Era muy habitual pues, el uso de este tipo de joyas entre la nobleza, y decimos joyas, porque estaban fabricados en oro, plata y piedras preciosas. Solían llevarlos colgando alrededor de la cintura, del cuello, o simplemente sosteniendo las largas cadenas entre las manos, para que con el ligero movimiento, fuese desprendiéndose el olor que habían introducido en cada una de ellas.
Hubo, incluso, dos hechos relevantes en lo referente a los perfumes durante el medievo, que cambiaron el rumbo de su historia. Sobre todo, hay que destacar el estatuto que el rey Felipe II Augusto de Francia concedió en 1190 a los perfumistas, lo que significó un claro reconocimiento de la profesión. Sorprendió a los perfumistas, que hasta entonces habían trabajado por su cuenta, con una concesión mediante la cual fijaba los lugares de venta de perfumes y reconocía la profesión como tal, así como la utilidad social de estas sustancias. Fue entonces cuando se empezaron a crear escuelas donde se formaron los primeros aprendices y oficiales de esta profesión. Tras cuatro años de estudios, pasaban a ser maestros perfumistas, que supervisaban los trabajos de prensado de pétalos, maceración de flores, mezclado de ingredientes y, en resumen, expertos encargados de conseguir la fórmula del perfume deseado. De este modo, Francia se convirtió así en el reino del perfume.
A finales del siglo XV, empezó a popularizarse el uso de perfumes per se.

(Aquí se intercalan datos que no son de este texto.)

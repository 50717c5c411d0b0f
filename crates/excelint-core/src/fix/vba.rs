//! Source transforms for VBA findings.
//!
//! Each transform rewrites the whole module. Edits are found by the procedure
//! name, variable or literal the finding carries; the reported line is only a
//! hint, since earlier fixes in a batch shift lines.

use std::sync::OnceLock;

use excelint_engine::model::{ErrorKind, Finding, Location, VbaIssue, WorkbookContext};
use regex::Regex;

use super::{FixResult, FixStrategy, fix_error};
use crate::detect::procedures;
use crate::error::Result;

const SETTINGS_LOOKUP: &str = "ThisWorkbook.Worksheets(\"Settings\").Range(\"FilePath\").Value";
const WAIT_CALL: &str = "Application.Wait (Now + TimeValue(\"0:00:01\"))";
const INDENT: &str = "    ";

struct Patterns {
    option_explicit: Regex,
    on_error: Regex,
    select_pair: Regex,
    do_events: Regex,
}

fn patterns() -> &'static Patterns {
    static PATTERNS: OnceLock<Patterns> = OnceLock::new();
    PATTERNS.get_or_init(|| {
        let re = |pattern: &str| Regex::new(pattern).expect("VBA fix regex must compile");
        Patterns {
            option_explicit: re(r"(?im)^\s*Option\s+Explicit\b"),
            on_error: re(r"(?i)\bOn\s+Error\b"),
            select_pair: re(r"(?mi)^([ \t]*)(\w+)\.Select[ \t]*\r?\n[ \t]*Selection\."),
            do_events: re(r"(?i)\bDoEvents\b"),
        }
    })
}

/// Module code as editable lines, remembering whether it ended in a newline.
struct Lines {
    lines: Vec<String>,
    trailing_newline: bool,
}

impl Lines {
    fn new(code: &str) -> Self {
        Lines {
            lines: code.lines().map(str::to_string).collect(),
            trailing_newline: code.ends_with('\n'),
        }
    }

    fn finish(self) -> String {
        let mut code = self.lines.join("\n");
        if self.trailing_newline {
            code.push('\n');
        }
        code
    }
}

pub struct VbaCodeFixer;

impl VbaCodeFixer {
    fn issue(finding: &Finding) -> Option<VbaIssue> {
        match finding.kind {
            ErrorKind::Vba(issue) => Some(issue),
            _ => None,
        }
    }

    fn value<'a>(finding: &'a Finding) -> Result<&'a str> {
        finding
            .value
            .as_deref()
            .ok_or_else(|| fix_error(finding, "finding does not name its target"))
    }

    /// 0-based line index the finding points at, if any.
    fn line_index(finding: &Finding) -> Option<usize> {
        match finding.location {
            Location::Vba { line, .. } if line > 0 => Some(line - 1),
            _ => None,
        }
    }

    /// The hinted line when it still matches, else the first line that does.
    fn locate(lines: &[String], hint: Option<usize>, matches: impl Fn(&str) -> bool) -> Option<usize> {
        hint.filter(|&i| lines.get(i).is_some_and(|l| matches(l)))
            .or_else(|| lines.iter().position(|l| matches(l)))
    }

    /// `name = ...`, `Set name = ...` or `For name = ...`.
    fn assigns(line: &str, name: &str) -> bool {
        let lower = line.trim_start().to_ascii_lowercase();
        let rest = lower
            .strip_prefix("set ")
            .or_else(|| lower.strip_prefix("for "))
            .unwrap_or(lower.as_str())
            .trim_start();
        rest.strip_prefix(&name.to_ascii_lowercase())
            .is_some_and(|after| after.trim_start().starts_with('='))
    }

    fn add_option_explicit(finding: &Finding, code: &str) -> Result<String> {
        if patterns().option_explicit.is_match(code) {
            return Err(fix_error(finding, "Option Explicit is already present"));
        }
        Ok(format!("Option Explicit\n\n{}", code))
    }

    fn add_error_handler(finding: &Finding, code: &str) -> Result<String> {
        let name = Self::value(finding)?;
        let Some(proc) = procedures(code).into_iter().find(|p| p.name.eq_ignore_ascii_case(name)) else {
            return Err(fix_error(finding, format!("procedure '{}' not found", name)));
        };
        let Some(end) = proc.end else {
            return Err(fix_error(finding, format!("procedure '{}' has no End line", name)));
        };
        let mut lines = Lines::new(code);
        if lines.lines[proc.start..=end].iter().any(|l| patterns().on_error.is_match(l)) {
            return Err(fix_error(finding, format!("'{}' already handles errors", name)));
        }
        let exit = if proc.kind.eq_ignore_ascii_case("function") { "Exit Function" } else { "Exit Sub" };

        lines.lines.splice(
            end..end,
            [
                format!("{INDENT}{exit}"),
                "ErrorHandler:".to_string(),
                format!("{INDENT}MsgBox \"Error \" & Err.Number & \": \" & Err.Description"),
            ],
        );
        lines.lines.insert(proc.start + 1, format!("{INDENT}On Error GoTo ErrorHandler"));
        Ok(lines.finish())
    }

    fn remove_select(finding: &Finding, code: &str) -> Result<String> {
        let fixed = patterns().select_pair.replace_all(code, "${1}${2}.");
        if fixed == code {
            return Err(fix_error(finding, "no Select/Selection pair found"));
        }
        Ok(fixed.into_owned())
    }

    fn release_object(finding: &Finding, code: &str) -> Result<String> {
        let name = Self::value(finding)?;
        let release = format!("{INDENT}Set {} = Nothing", name);
        let mut lines = Lines::new(code);
        let assigned = Self::locate(&lines.lines, Self::line_index(finding), |l| Self::assigns(l, name));
        let end = assigned.and_then(|idx| {
            procedures(code)
                .into_iter()
                .find(|p| p.start <= idx && p.end.is_some_and(|e| idx < e))
                .and_then(|p| p.end)
        });
        match end {
            Some(end) => lines.lines.insert(end, release),
            None => lines.lines.push(release),
        }
        Ok(lines.finish())
    }

    fn replace_path(finding: &Finding, code: &str) -> Result<String> {
        let path = Self::value(finding)?;
        if !code.contains(path) {
            return Err(fix_error(finding, format!("{} no longer appears in the module", path)));
        }
        Ok(code.replace(path, SETTINGS_LOOKUP))
    }

    fn replace_deprecated(finding: &Finding, code: &str) -> Result<String> {
        let call = Self::value(finding)?;
        let mut lines = Lines::new(code);
        let needle = call.to_ascii_lowercase();
        let found = Self::locate(&lines.lines, Self::line_index(finding), |l| {
            l.to_ascii_lowercase().contains(&needle)
        });
        let Some(idx) = found else {
            return Err(fix_error(finding, format!("{} no longer appears in the module", call)));
        };

        let line = &lines.lines[idx];
        let replaced = if call.eq_ignore_ascii_case("DoEvents") {
            patterns().do_events.replace_all(line, WAIT_CALL).into_owned()
        } else {
            let indent_len = line.len() - line.trim_start().len();
            format!("{}' {}", &line[..indent_len], line.trim_start())
        };
        lines.lines[idx] = replaced;
        Ok(lines.finish())
    }

    fn declare_variable(finding: &Finding, code: &str) -> Result<String> {
        let name = Self::value(finding)?;
        let mut lines = Lines::new(code);
        let assigned = Self::locate(&lines.lines, Self::line_index(finding), |l| Self::assigns(l, name));
        let enclosing = assigned.and_then(|idx| {
            procedures(code)
                .into_iter()
                .find(|p| p.start < idx && p.end.is_none_or(|e| idx < e))
        });
        match enclosing {
            Some(proc) => lines
                .lines
                .insert(proc.start + 1, format!("{INDENT}Dim {} As Variant", name)),
            None => {
                let at = lines
                    .lines
                    .iter()
                    .position(|l| patterns().option_explicit.is_match(l))
                    .map_or(0, |i| i + 1);
                lines.lines.insert(at, format!("Dim {} As Variant", name));
            }
        }
        Ok(lines.finish())
    }
}

impl FixStrategy for VbaCodeFixer {
    fn name(&self) -> &'static str {
        "vba"
    }

    fn can_handle(&self, finding: &Finding) -> bool {
        matches!(
            Self::issue(finding),
            Some(
                VbaIssue::MissingOptionExplicit
                    | VbaIssue::MissingErrorHandling
                    | VbaIssue::SelectActivate
                    | VbaIssue::UnreleasedObject
                    | VbaIssue::HardcodedPath
                    | VbaIssue::DeprecatedFunction
                    | VbaIssue::UndeclaredVariable
            )
        )
    }

    fn get_confidence(&self, finding: &Finding) -> f64 {
        match Self::issue(finding) {
            Some(VbaIssue::MissingOptionExplicit) => 0.95,
            Some(VbaIssue::SelectActivate) => 0.90,
            Some(VbaIssue::MissingErrorHandling | VbaIssue::UndeclaredVariable) => 0.85,
            Some(VbaIssue::UnreleasedObject) => 0.80,
            Some(VbaIssue::DeprecatedFunction) => 0.75,
            Some(VbaIssue::HardcodedPath) => 0.70,
            _ => 0.0,
        }
    }

    fn apply_fix(&self, finding: &Finding, workbook: Option<&WorkbookContext>) -> Result<FixResult> {
        let Location::Vba { module, .. } = &finding.location else {
            return Err(fix_error(finding, "not a VBA finding"));
        };
        let Some(source) = workbook.and_then(|wb| wb.vba_module(module)) else {
            return Err(fix_error(finding, format!("module '{}' is not available", module)));
        };
        let code = source.code.as_str();

        let (fixed, message) = match Self::issue(finding) {
            Some(VbaIssue::MissingOptionExplicit) => {
                (Self::add_option_explicit(finding, code)?, "Added Option Explicit")
            }
            Some(VbaIssue::MissingErrorHandling) => {
                (Self::add_error_handler(finding, code)?, "Added an error handler")
            }
            Some(VbaIssue::SelectActivate) => {
                (Self::remove_select(finding, code)?, "Referenced the object directly")
            }
            Some(VbaIssue::UnreleasedObject) => {
                (Self::release_object(finding, code)?, "Released the object")
            }
            Some(VbaIssue::HardcodedPath) => {
                (Self::replace_path(finding, code)?, "Read the path from the Settings sheet")
            }
            Some(VbaIssue::DeprecatedFunction) => {
                (Self::replace_deprecated(finding, code)?, "Replaced the deprecated call")
            }
            Some(VbaIssue::UndeclaredVariable) => {
                (Self::declare_variable(finding, code)?, "Declared the variable")
            }
            _ => return Err(fix_error(finding, "no transform for this VBA issue")),
        };

        Ok(FixResult::fixed(
            finding,
            code,
            fixed,
            self.get_confidence(finding),
            message,
        ))
    }
}

#[cfg(test)]
mod tests {
    use super::*;
    use excelint_engine::model::{Severity, VbaModule};

    fn workbook(code: &str) -> WorkbookContext {
        let mut wb = WorkbookContext::new("f", "book.xlsm");
        wb.vba_modules.push(VbaModule::new("Module1", code));
        wb
    }

    fn finding(issue: VbaIssue, line: usize, value: Option<&str>) -> Finding {
        let f = Finding::new(ErrorKind::Vba(issue), Location::vba("Module1", line), Severity::Medium, "vba");
        match value {
            Some(v) => f.with_value(v),
            None => f,
        }
    }

    fn fix(code: &str, f: &Finding) -> String {
        VbaCodeFixer
            .apply_fix(f, Some(&workbook(code)))
            .unwrap()
            .fixed_formula
            .unwrap()
    }

    #[test]
    fn test_option_explicit_is_prepended_once() {
        let f = finding(VbaIssue::MissingOptionExplicit, 1, None);
        assert_eq!(fix("Sub A()\nEnd Sub\n", &f), "Option Explicit\n\nSub A()\nEnd Sub\n");
        let wb = workbook("Option Explicit\nSub A()\nEnd Sub\n");
        assert!(VbaCodeFixer.apply_fix(&f, Some(&wb)).is_err());
    }

    #[test]
    fn test_error_handler_wraps_the_procedure() {
        let code = "Sub Cleanup()\n    Kill \"temp.txt\"\nEnd Sub\n";
        let f = finding(VbaIssue::MissingErrorHandling, 1, Some("Cleanup"));
        assert_eq!(
            fix(code, &f),
            "Sub Cleanup()\n    On Error GoTo ErrorHandler\n    Kill \"temp.txt\"\n    Exit Sub\nErrorHandler:\n    MsgBox \"Error \" & Err.Number & \": \" & Err.Description\nEnd Sub\n"
        );
    }

    #[test]
    fn test_select_pair_is_collapsed() {
        let code = "Sub A()\n    Range1.Select\n    Selection.ClearContents\nEnd Sub\n";
        let f = finding(VbaIssue::SelectActivate, 2, Some("Range1"));
        assert_eq!(fix(code, &f), "Sub A()\n    Range1.ClearContents\nEnd Sub\n");
    }

    #[test]
    fn test_object_released_before_end() {
        let code = "Sub A()\n    Set fso = CreateObject(\"Scripting.FileSystemObject\")\nEnd Sub\n";
        let f = finding(VbaIssue::UnreleasedObject, 2, Some("fso"));
        assert_eq!(
            fix(code, &f),
            "Sub A()\n    Set fso = CreateObject(\"Scripting.FileSystemObject\")\n    Set fso = Nothing\nEnd Sub\n"
        );
    }

    #[test]
    fn test_hardcoded_path_and_deprecated_calls() {
        let code = "Sub A()\n    p = \"C:\\in.csv\"\n    For i = 1 To 3\n        DoEvents\n    Next i\nEnd Sub\n";
        let path = finding(VbaIssue::HardcodedPath, 2, Some("\"C:\\in.csv\""));
        assert!(fix(code, &path).contains(&format!("p = {}", SETTINGS_LOOKUP)));

        let deprecated = finding(VbaIssue::DeprecatedFunction, 4, Some("DoEvents"));
        assert!(fix(code, &deprecated).contains(&format!("        {}\n", WAIT_CALL)));

        let search = finding(VbaIssue::DeprecatedFunction, 2, Some("Application.FileSearch"));
        let fixed = fix("Sub A()\n    Set fs = Application.FileSearch\nEnd Sub\n", &search);
        assert!(fixed.contains("    ' Set fs = Application.FileSearch\n"));
    }

    #[test]
    fn test_undeclared_variable_is_declared_in_its_procedure() {
        let code = "Option Explicit\nSub A()\n    counter = 1\nEnd Sub\n";
        let f = finding(VbaIssue::UndeclaredVariable, 3, Some("counter"));
        assert_eq!(
            fix(code, &f),
            "Option Explicit\nSub A()\n    Dim counter As Variant\n    counter = 1\nEnd Sub\n"
        );
    }

    #[test]
    fn test_confidence_table_and_routing() {
        assert_eq!(VbaCodeFixer.get_confidence(&finding(VbaIssue::MissingOptionExplicit, 1, None)), 0.95);
        assert_eq!(VbaCodeFixer.get_confidence(&finding(VbaIssue::HardcodedPath, 1, None)), 0.70);
        assert!(!VbaCodeFixer.can_handle(&finding(VbaIssue::DangerousApi, 1, None)));
        let missing = finding(VbaIssue::MissingOptionExplicit, 1, None);
        assert!(VbaCodeFixer.apply_fix(&missing, None).is_err());
    }
}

Los aromas más populares eran la rosa, el almizcle, la agalia, la violeta, la lavanda, el agua de azahar y fragancias orientales como el sándalo. Olores que curiosamente aún seguimos utilizando en nuestros días… Las aguas de olor, perfumes líquidos muy valorados y difíciles de obtener, eran guardados en una especie de barriletes de cristal o de metales y piedras preciosas que eran atesorados por quienes disponían de suficientes recursos, como el rey francés Carlos V.

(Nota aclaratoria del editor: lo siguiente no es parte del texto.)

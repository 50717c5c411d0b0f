//! Fixes for broken references and circular chains.

use excelint_engine::model::{
    CellRef, CellValue, CycleSearch, ErrorKind, Finding, FormulaErrorCode, FormulaRef, MAX_CYCLE_DEPTH,
    QualifiedRef, WorkbookContext, find_cycle, format_number, reference_spans,
};

use super::{FixResult, FixStrategy, current_formula, fix_error, replace_spans};
use crate::error::Result;
use crate::formula_text::wrap_iferror;

const REF_TOKEN: &str = "#REF!";
const REF_RANGE_TOKEN: &str = "#REF!:#REF!";

/// Replaces `#REF!` tokens with a valid reference, or guards the formula
/// when the broken reference is not visible in its text.
pub struct RefFix;

impl RefFix {
    /// The sheet's used range, `A1:A1` when unknown or empty.
    fn used_range(workbook: Option<&WorkbookContext>, sheet: Option<&str>) -> String {
        let used = sheet
            .zip(workbook)
            .and_then(|(name, wb)| wb.get_sheet(name))
            .filter(|s| s.row_count() > 0 && s.column_count() > 0)
            .map(|s| CellRef::new(s.column_count() - 1, s.row_count() - 1));
        match used {
            Some(end) => format!("A1:{}", end),
            None => "A1:A1".to_string(),
        }
    }
}

impl FixStrategy for RefFix {
    fn name(&self) -> &'static str {
        "reference"
    }

    fn can_handle(&self, finding: &Finding) -> bool {
        finding.kind == ErrorKind::Formula(FormulaErrorCode::Ref)
    }

    fn get_confidence(&self, finding: &Finding) -> f64 {
        match finding.source.as_deref().map_or(0, |f| f.matches(REF_TOKEN).count()) {
            0 => 0.6,
            1 => 0.7,
            _ => 0.5,
        }
    }

    fn apply_fix(&self, finding: &Finding, workbook: Option<&WorkbookContext>) -> Result<FixResult> {
        let formula = current_formula(finding, workbook)?;
        let confidence = self.get_confidence(finding);
        if !formula.contains(REF_TOKEN) {
            let fixed = wrap_iferror(&formula, "0");
            return Ok(FixResult::fixed(
                finding,
                formula,
                fixed,
                confidence,
                "Guarded the broken reference with IFERROR",
            ));
        }

        let range = Self::used_range(workbook, finding.location.sheet());
        let fixed = formula.replace(REF_RANGE_TOKEN, &range).replace(REF_TOKEN, "A1");
        Ok(FixResult::fixed(
            finding,
            formula,
            fixed,
            confidence,
            "Replaced the deleted reference; review the new target",
        ))
    }
}

/// Breaks a circular chain. A cell reading itself reads `0` instead; a longer
/// loop has its first edge replaced by the referenced cell's cached value.
pub struct CircularFix;

impl CircularFix {
    fn own_position(finding: &Finding) -> Option<(&str, CellRef)> {
        let (sheet, address) = finding.cell()?;
        Some((sheet, CellRef::parse(address)?))
    }

    /// Spans of single-cell tokens in `formula` that point at `target`.
    fn spans_to(formula: &str, own_sheet: &str, target: &QualifiedRef) -> Vec<std::ops::Range<usize>> {
        reference_spans(formula)
            .into_iter()
            .filter_map(|(span, reference)| match reference {
                FormulaRef::Cell { sheet, cell } => {
                    let sheet = sheet.as_deref().unwrap_or(own_sheet);
                    (sheet == target.sheet && cell == target.cell).then_some(span)
                }
                FormulaRef::Range { .. } => None,
            })
            .collect()
    }

    fn literal(value: Option<&CellValue>) -> String {
        match value {
            Some(CellValue::Number(n)) => format_number(*n),
            Some(CellValue::Bool(b)) => (if *b { "TRUE" } else { "FALSE" }).to_string(),
            Some(CellValue::Text(s)) if !s.trim().is_empty() => format!("\"{}\"", s.replace('"', "\"\"")),
            _ => "0".to_string(),
        }
    }
}

impl FixStrategy for CircularFix {
    fn name(&self) -> &'static str {
        "circular_reference"
    }

    fn can_handle(&self, finding: &Finding) -> bool {
        finding.kind == ErrorKind::Formula(FormulaErrorCode::CircularReference)
    }

    fn get_confidence(&self, finding: &Finding) -> f64 {
        let self_reference = Self::own_position(finding).is_some_and(|(sheet, cell)| {
            let own = QualifiedRef::new(sheet, cell);
            finding
                .source
                .as_deref()
                .is_some_and(|f| !Self::spans_to(f, sheet, &own).is_empty())
        });
        if self_reference { 0.9 } else { 0.7 }
    }

    fn apply_fix(&self, finding: &Finding, workbook: Option<&WorkbookContext>) -> Result<FixResult> {
        let formula = current_formula(finding, workbook)?;
        let Some((sheet, cell)) = Self::own_position(finding) else {
            return Err(fix_error(finding, "circular reference is not tied to a cell"));
        };
        let confidence = self.get_confidence(finding);

        let own = QualifiedRef::new(sheet, cell);
        let own_spans = Self::spans_to(&formula, sheet, &own);
        if !own_spans.is_empty() {
            let fixed = replace_spans(&formula, &own_spans, "0");
            return Ok(FixResult::fixed(
                finding,
                formula,
                fixed,
                confidence,
                "Replaced the self reference with 0",
            ));
        }

        let Some(wb) = workbook else {
            return Err(fix_error(finding, "workbook needed to trace the cycle"));
        };
        let search = find_cycle(wb, sheet, &own.cell.to_string(), MAX_CYCLE_DEPTH);
        let next = match &search {
            CycleSearch::Found(path) if path.len() > 1 => &path[1],
            CycleSearch::Found(_) => {
                return Err(fix_error(finding, "cell reads itself through a range"));
            }
            _ => return Err(fix_error(finding, "no cycle found from this cell")),
        };
        let Some(target) = QualifiedRef::parse(next, sheet) else {
            return Err(fix_error(finding, format!("cannot parse cycle edge {}", next)));
        };
        let spans = Self::spans_to(&formula, sheet, &target);
        if spans.is_empty() {
            return Err(fix_error(finding, format!("{} is only reached through a range", next)));
        }

        let cached = wb.get_cell(&target.sheet, &target.cell.to_string()).and_then(|c| c.value.as_ref());
        let literal = Self::literal(cached);
        let fixed = replace_spans(&formula, &spans, &literal);
        Ok(FixResult::fixed(
            finding,
            formula,
            fixed,
            confidence,
            format!("Broke the cycle by using the current value of {}", next),
        ))
    }
}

Si bien la Edad Media en España tuvo unos perfiles atípicos respecto al resto de Europa, sobre todo debido a la presencia árabe en La Península, los reinos cristianos también se ocuparon de legislar sobre los baños públicos (en la Córdoba del Califato llegaron a existir hasta 900) no en balde, la cultura del agua en La Península se remonta a la época romana. En la Europa cristiana estos recintos, en los que se llegaba a bañarse incluso vestido, derivaron hacia meras mancebías en las que el agua era un pretexto para el ejercicio de la prostitución. En el caso los baños árabes, denominados: Hammams, herencia directa de la Hispania romana. La ciudad de Córdoba tenía más de 500 baños públicos y unas notables proporciones para la época.